◆ **EXERCISE**: The entries below are to be repeated exactly as they stand.

(EXTRACTED INFORMATION)

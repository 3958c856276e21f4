//! Stderr logger that prefixes every record with the program name, e.g.
//! `scripts error: Cannot find heading: deploy`.

use std::io::Write;

use log::{Level, LevelFilter, Log, Metadata, Record};

struct CliLogger {
    program: String,
    filter: LevelFilter,
}

impl Log for CliLogger {
    fn enabled(&self, metadata: &Metadata) -> bool {
        metadata.level() <= self.filter
    }

    fn log(&self, record: &Record) {
        if !self.enabled(record.metadata()) {
            return;
        }
        let _ = writeln!(
            std::io::stderr().lock(),
            "{} {}: {}",
            self.program,
            level_label(record.level()),
            record.args()
        );
    }

    fn flush(&self) {
        let _ = std::io::stderr().flush();
    }
}

fn level_label(level: Level) -> &'static str {
    match level {
        Level::Error => "error",
        Level::Warn => "warning",
        Level::Info => "info",
        Level::Debug => "debug",
        Level::Trace => "trace",
    }
}

/// `RUST_LOG` wins when it parses as a level; otherwise `--verbose` shows
/// everything down to debug and the default shows warnings and errors.
fn level_filter(verbose: bool, rust_log: Option<&str>) -> LevelFilter {
    rust_log
        .and_then(|s| s.parse().ok())
        .unwrap_or(if verbose {
            LevelFilter::Debug
        } else {
            LevelFilter::Warn
        })
}

/// Install the global logger. Later calls are ignored.
pub fn init(program: &str, verbose: bool) {
    let filter = level_filter(verbose, std::env::var("RUST_LOG").ok().as_deref());
    let logger = CliLogger {
        program: program.to_string(),
        filter,
    };
    if log::set_boxed_logger(Box::new(logger)).is_ok() {
        log::set_max_level(filter);
    }
}

#[cfg(test)]
mod tests {
    use super::*;

    #[test]
    fn verbose_enables_debug() {
        assert_eq!(level_filter(false, None), LevelFilter::Warn);
        assert_eq!(level_filter(true, None), LevelFilter::Debug);
    }

    #[test]
    fn rust_log_overrides_when_valid() {
        assert_eq!(level_filter(false, Some("trace")), LevelFilter::Trace);
        assert_eq!(level_filter(true, Some("error")), LevelFilter::Error);
        assert_eq!(level_filter(true, Some("mdscript=info")), LevelFilter::Debug);
    }

    #[test]
    fn labels_match_message_prefixes() {
        assert_eq!(level_label(Level::Error), "error");
        assert_eq!(level_label(Level::Warn), "warning");
        assert_eq!(level_label(Level::Info), "info");
    }
}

(End EXTRACTED INFORMATION)

◆ **OUTPUT BELOW**:
repository 3958c856276e21f4
//! Stderr logger that prefixes every record with the program name, e.g.
//! `scripts error: Cannot find heading: deploy`.

use std::io::Write;

use log::{Level, LevelFilter, Log, Metadata, Record};

struct CliLogger {
    program: String,
    filter: LevelFilter,
}

impl Log for CliLogger {
    fn enabled(&self, metadata: &Metadata) -> bool {
        metadata.level() <= self.filter
    }

    fn log(&self, record: &Record) {
        if !self.enabled(record.metadata()) {
            return;
        }
        let _ = writeln!(
            std::io::stderr().lock(),
            "{} {}: {}",
            self.program,
            level_label(record.level()),
            record.args()
        );
    }

    fn flush(&self) {
        let _ = std::io::stderr().flush();
    }
}

fn level_label(level: Level) -> &'static str {
    match level {
        Level::Error => "error",
        Level::Warn => "warning",
        Level::Info => "info",
        Level::Debug => "debug",
        Level::Trace => "trace",
    }
}

/// `RUST_LOG` wins when it parses as a level; otherwise `--verbose` shows
/// everything down to debug and the default shows warnings and errors.
fn level_filter(verbose: bool, rust_log: Option<&str>) -> LevelFilter {
    rust_log
        .and_then(|s| s.parse().ok())
        .unwrap_or(if verbose {
            LevelFilter::Debug
        } else {
            LevelFilter::Warn
        })
}

/// Install the global logger. Later calls are ignored.
pub fn init(program: &str, verbose: bool) {
    let filter = level_filter(verbose, std::env::var("RUST_LOG").ok().as_deref());
    let logger = CliLogger {
        program: program.to_string(),
        filter,
    };
    if log::set_boxed_logger(Box::new(logger)).is_ok() {
        log::set_max_level(filter);
    }
}

#[cfg(test)]
mod tests {
    use super::*;

    #[test]
    fn verbose_enables_debug() {
        assert_eq!(level_filter(false, None), LevelFilter::Warn);
        assert_eq!(level_filter(true, None), LevelFilter::Debug);
    }

    #[test]
    fn rust_log_overrides_when_valid() {
        assert_eq!(level_filter(false, Some("trace")), LevelFilter::Trace);
        assert_eq!(level_filter(true, Some("error")), LevelFilter::Error);
        assert_eq!(level_filter(true, Some("mdscript=info")), LevelFilter::Debug);
    }

    #[test]
    fn labels_match_message_prefixes() {
        assert_eq!(level_label(Level::Error), "error");
        assert_eq!(level_label(Level::Warn), "warning");
        assert_eq!(level_label(Level::Info), "info");
    }
}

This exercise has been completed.